----- Data for analysis -----
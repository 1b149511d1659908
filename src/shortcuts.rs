//! ショートカット設定の管理。

use anyhow::Result;
use crossterm::event::{KeyCode, KeyEvent, KeyModifiers};
use serde::{Deserialize, Serialize};
use std::path::Path;

/// ショートカット設定の全体。
#[derive(Debug, Clone, PartialEq, Serialize, Deserialize)]
pub struct Shortcuts {
    pub form: FormShortcuts,
    pub admin: AdminShortcuts,
    pub modal: ModalShortcuts,
    pub input_box: InputBoxShortcuts,
}

/// フォーム画面のショートカット。
#[derive(Debug, Clone, PartialEq, Serialize, Deserialize)]
pub struct FormShortcuts {
    pub quit: Vec<String>,
    pub admin: Vec<String>,
    pub next: Vec<String>,
    pub prev: Vec<String>,
    pub activate: Vec<String>,
    pub method_next: Vec<String>,
    pub method_prev: Vec<String>,
    pub toggle_agree: Vec<String>,
    pub clear_signature: Vec<String>,
    pub submit: Vec<String>,
}

/// 管理画面のショートカット。
#[derive(Debug, Clone, PartialEq, Serialize, Deserialize)]
pub struct AdminShortcuts {
    pub back: Vec<String>,
    pub next: Vec<String>,
    pub prev: Vec<String>,
    pub edit: Vec<String>,
    pub save: Vec<String>,
    pub test_send: Vec<String>,
    pub dashboard: Vec<String>,
}

/// 結果モーダルのショートカット。
#[derive(Debug, Clone, PartialEq, Serialize, Deserialize)]
pub struct ModalShortcuts {
    pub download: Vec<String>,
    pub close: Vec<String>,
}

/// InputBoxのショートカット。
#[derive(Debug, Clone, PartialEq, Serialize, Deserialize)]
pub struct InputBoxShortcuts {
    pub confirm: Vec<String>,
    pub cancel: Vec<String>,
    pub backspace: Vec<String>,
    pub delete: Vec<String>,
    pub left: Vec<String>,
    pub right: Vec<String>,
    pub home: Vec<String>,
    pub end: Vec<String>,
    pub clear_line: Vec<String>,
}

impl Shortcuts {
    /// TOMLから読み込み、無ければデフォルトを返す。
    pub fn load_or_default<P: AsRef<Path>>(path: P) -> Result<Self> {
        let path = path.as_ref();
        if path.exists() {
            let content = std::fs::read_to_string(path)?;
            let shortcuts: Shortcuts = toml::from_str(&content)?;
            tracing::info!("loaded shortcuts from {}", path.display());
            Ok(shortcuts)
        } else {
            Ok(Self::default())
        }
    }
}

fn keys(list: &[&str]) -> Vec<String> {
    list.iter().map(|s| s.to_string()).collect()
}

impl Default for Shortcuts {
    fn default() -> Self {
        Self {
            form: FormShortcuts {
                quit: keys(&["q"]),
                admin: keys(&["a"]),
                next: keys(&["Down", "Tab", "j"]),
                prev: keys(&["Up", "Shift+BackTab", "k"]),
                activate: keys(&["Enter", "e"]),
                method_next: keys(&["Right", "l"]),
                method_prev: keys(&["Left", "h"]),
                toggle_agree: keys(&["Space"]),
                clear_signature: keys(&["c"]),
                submit: keys(&["s"]),
            },
            admin: AdminShortcuts {
                back: keys(&["Esc"]),
                next: keys(&["Down", "j"]),
                prev: keys(&["Up", "k"]),
                edit: keys(&["Enter", "e"]),
                save: keys(&["s"]),
                test_send: keys(&["t"]),
                dashboard: keys(&["o"]),
            },
            modal: ModalShortcuts {
                download: keys(&["d"]),
                close: keys(&["Enter", "Esc"]),
            },
            input_box: InputBoxShortcuts {
                confirm: keys(&["Enter"]),
                cancel: keys(&["Esc"]),
                backspace: keys(&["Backspace"]),
                delete: keys(&["Delete"]),
                // 入力中の文字と衝突しないよう矢印キーのみ。
                left: keys(&["Left"]),
                right: keys(&["Right"]),
                home: keys(&["Home"]),
                end: keys(&["End"]),
                clear_line: keys(&["Ctrl+u"]),
            },
        }
    }
}

/// ショートカットキーの配列を表示用文字列に変換する。
pub fn format_keys(keys: &[String]) -> String {
    keys.join("/")
}

/// KeyEventがいずれかのショートカット文字列と一致するか判定する。
pub fn matches_shortcut(key: &KeyEvent, shortcuts: &[String]) -> bool {
    shortcuts.iter().any(|s| matches_single_shortcut(key, s))
}

/// KeyEventが単一のショートカット文字列と一致するか判定する。
fn matches_single_shortcut(key: &KeyEvent, shortcut: &str) -> bool {
    // ショートカット文字列を分解する（例: "Ctrl+u", "a", "Enter"）。
    let parts: Vec<&str> = shortcut.split('+').collect();

    let (modifiers_str, key_str) = if parts.len() > 1 {
        (&parts[0..parts.len() - 1], parts[parts.len() - 1])
    } else {
        (&[][..], parts[0])
    };

    let mut expected_modifiers = KeyModifiers::empty();
    for modifier in modifiers_str {
        match *modifier {
            "Ctrl" | "ctrl" => expected_modifiers |= KeyModifiers::CONTROL,
            "Alt" | "alt" => expected_modifiers |= KeyModifiers::ALT,
            "Shift" | "shift" => expected_modifiers |= KeyModifiers::SHIFT,
            _ => return false,
        }
    }

    // 大文字入力はSHIFT付きで届くため、文字キーではSHIFTを比較しない。
    let (actual, expected) = match key.code {
        KeyCode::Char(_) => (
            key.modifiers.difference(KeyModifiers::SHIFT),
            expected_modifiers.difference(KeyModifiers::SHIFT),
        ),
        _ => (key.modifiers, expected_modifiers),
    };
    if actual != expected {
        return false;
    }

    match key_str {
        "Enter" | "enter" => key.code == KeyCode::Enter,
        "Esc" | "esc" => key.code == KeyCode::Esc,
        "Tab" | "tab" => key.code == KeyCode::Tab,
        "BackTab" | "backtab" => key.code == KeyCode::BackTab,
        "Space" | "space" => key.code == KeyCode::Char(' '),
        "Backspace" | "backspace" => key.code == KeyCode::Backspace,
        "Delete" | "delete" => key.code == KeyCode::Delete,
        "Up" | "up" => key.code == KeyCode::Up,
        "Down" | "down" => key.code == KeyCode::Down,
        "Left" | "left" => key.code == KeyCode::Left,
        "Right" | "right" => key.code == KeyCode::Right,
        "Home" | "home" => key.code == KeyCode::Home,
        "End" | "end" => key.code == KeyCode::End,
        // 単一文字は Char として比較する。
        s if s.chars().count() == 1 => s
            .chars()
            .next()
            .is_some_and(|c| key.code == KeyCode::Char(c)),
        _ => false,
    }
}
-----
(Assignment) Write out every record shown above, word for word.

(Worked solution)
repository 1b149511d1659908
filename src/shortcuts.rs
//! ショートカット設定の管理。

use anyhow::Result;
use crossterm::event::{KeyCode, KeyEvent, KeyModifiers};
use serde::{Deserialize, Serialize};
use std::path::Path;

/// ショートカット設定の全体。
#[derive(Debug, Clone, PartialEq, Serialize, Deserialize)]
pub struct Shortcuts {
    pub form: FormShortcuts,
    pub admin: AdminShortcuts,
    pub modal: ModalShortcuts,
    pub input_box: InputBoxShortcuts,
}

/// フォーム画面のショートカット。
#[derive(Debug, Clone, PartialEq, Serialize, Deserialize)]
pub struct FormShortcuts {
    pub quit: Vec<String>,
    pub admin: Vec<String>,
    pub next: Vec<String>,
    pub prev: Vec<String>,
    pub activate: Vec<String>,
    pub method_next: Vec<String>,
    pub method_prev: Vec<String>,
    pub toggle_agree: Vec<String>,
    pub clear_signature: Vec<String>,
    pub submit: Vec<String>,
}

/// 管理画面のショートカット。
#[derive(Debug, Clone, PartialEq, Serialize, Deserialize)]
pub struct AdminShortcuts {
    pub back: Vec<String>,
    pub next: Vec<String>,
    pub prev: Vec<String>,
    pub edit: Vec<String>,
    pub save: Vec<String>,
    pub test_send: Vec<String>,
    pub dashboard: Vec<String>,
}

/// 結果モーダルのショートカット。
#[derive(Debug, Clone, PartialEq, Serialize, Deserialize)]
pub struct ModalShortcuts {
    pub download: Vec<String>,
    pub close: Vec<String>,
}

/// InputBoxのショートカット。
#[derive(Debug, Clone, PartialEq, Serialize, Deserialize)]
pub struct InputBoxShortcuts {
    pub confirm: Vec<String>,
    pub cancel: Vec<String>,
    pub backspace: Vec<String>,
    pub delete: Vec<String>,
    pub left: Vec<String>,
    pub right: Vec<String>,
    pub home: Vec<String>,
    pub end: Vec<String>,
    pub clear_line: Vec<String>,
}

impl Shortcuts {
    /// TOMLから読み込み、無ければデフォルトを返す。
    pub fn load_or_default<P: AsRef<Path>>(path: P) -> Result<Self> {
        let path = path.as_ref();
        if path.exists() {
            let content = std::fs::read_to_string(path)?;
            let shortcuts: Shortcuts = toml::from_str(&content)?;
            tracing::info!("loaded shortcuts from {}", path.display());
            Ok(shortcuts)
        } else {
            Ok(Self::default())
        }
    }
}

fn keys(list: &[&str]) -> Vec<String> {
    list.iter().map(|s| s.to_string()).collect()
}

impl Default for Shortcuts {
    fn default() -> Self {
        Self {
            form: FormShortcuts {
                quit: keys(&["q"]),
                admin: keys(&["a"]),
                next: keys(&["Down", "Tab", "j"]),
                prev: keys(&["Up", "Shift+BackTab", "k"]),
                activate: keys(&["Enter", "e"]),
                method_next: keys(&["Right", "l"]),
                method_prev: keys(&["Left", "h"]),
                toggle_agree: keys(&["Space"]),
                clear_signature: keys(&["c"]),
                submit: keys(&["s"]),
            },
            admin: AdminShortcuts {
                back: keys(&["Esc"]),
                next: keys(&["Down", "j"]),
                prev: keys(&["Up", "k"]),
                edit: keys(&["Enter", "e"]),
                save: keys(&["s"]),
                test_send: keys(&["t"]),
                dashboard: keys(&["o"]),
            },
            modal: ModalShortcuts {
                download: keys(&["d"]),
                close: keys(&["Enter", "Esc"]),
            },
            input_box: InputBoxShortcuts {
                confirm: keys(&["Enter"]),
                cancel: keys(&["Esc"]),
                backspace: keys(&["Backspace"]),
                delete: keys(&["Delete"]),
                // 入力中の文字と衝突しないよう矢印キーのみ。
                left: keys(&["Left"]),
                right: keys(&["Right"]),
                home: keys(&["Home"]),
                end: keys(&["End"]),
                clear_line: keys(&["Ctrl+u"]),
            },
        }
    }
}

/// ショートカットキーの配列を表示用文字列に変換する。
pub fn format_keys(keys: &[String]) -> String {
    keys.join("/")
}

/// KeyEventがいずれかのショートカット文字列と一致するか判定する。
pub fn matches_shortcut(key: &KeyEvent, shortcuts: &[String]) -> bool {
    shortcuts.iter().any(|s| matches_single_shortcut(key, s))
}

/// KeyEventが単一のショートカット文字列と一致するか判定する。
fn matches_single_shortcut(key: &KeyEvent, shortcut: &str) -> bool {
    // ショートカット文字列を分解する（例: "Ctrl+u", "a", "Enter"）。
    let parts: Vec<&str> = shortcut.split('+').collect();

    let (modifiers_str, key_str) = if parts.len() > 1 {
        (&parts[0..parts.len() - 1], parts[parts.len() - 1])
    } else {
        (&[][..], parts[0])
    };

    let mut expected_modifiers = KeyModifiers::empty();
    for modifier in modifiers_str {
        match *modifier {
            "Ctrl" | "ctrl" => expected_modifiers |= KeyModifiers::CONTROL,
            "Alt" | "alt" => expected_modifiers |= KeyModifiers::ALT,
            "Shift" | "shift" => expected_modifiers |= KeyModifiers::SHIFT,
            _ => return false,
        }
    }

    // 大文字入力はSHIFT付きで届くため、文字キーではSHIFTを比較しない。
    let (actual, expected) = match key.code {
        KeyCode::Char(_) => (
            key.modifiers.difference(KeyModifiers::SHIFT),
            expected_modifiers.difference(KeyModifiers::SHIFT),
        ),
        _ => (key.modifiers, expected_modifiers),
    };
    if actual != expected {
        return false;
    }

    match key_str {
        "Enter" | "enter" => key.code == KeyCode::Enter,
        "Esc" | "esc" => key.code == KeyCode::Esc,
        "Tab" | "tab" => key.code == KeyCode::Tab,
        "BackTab" | "backtab" => key.code == KeyCode::BackTab,
        "Space" | "space" => key.code == KeyCode::Char(' '),
        "Backspace" | "backspace" => key.code == KeyCode::Backspace,
        "Delete" | "delete" => key.code == KeyCode::Delete,
        "Up" | "up" => key.code == KeyCode::Up,
        "Down" | "down" => key.code == KeyCode::Down,
        "Left" | "left" => key.code == KeyCode::Left,
        "Right" | "right" => key.code == KeyCode::Right,
        "Home" | "home" => key.code == KeyCode::Home,
        "End" | "end" => key.code == KeyCode::End,
        // 単一文字は Char として比較する。
        s if s.chars().count() == 1 => s
            .chars()
            .next()
            .is_some_and(|c| key.code == KeyCode::Char(c)),
        _ => false,
    }
}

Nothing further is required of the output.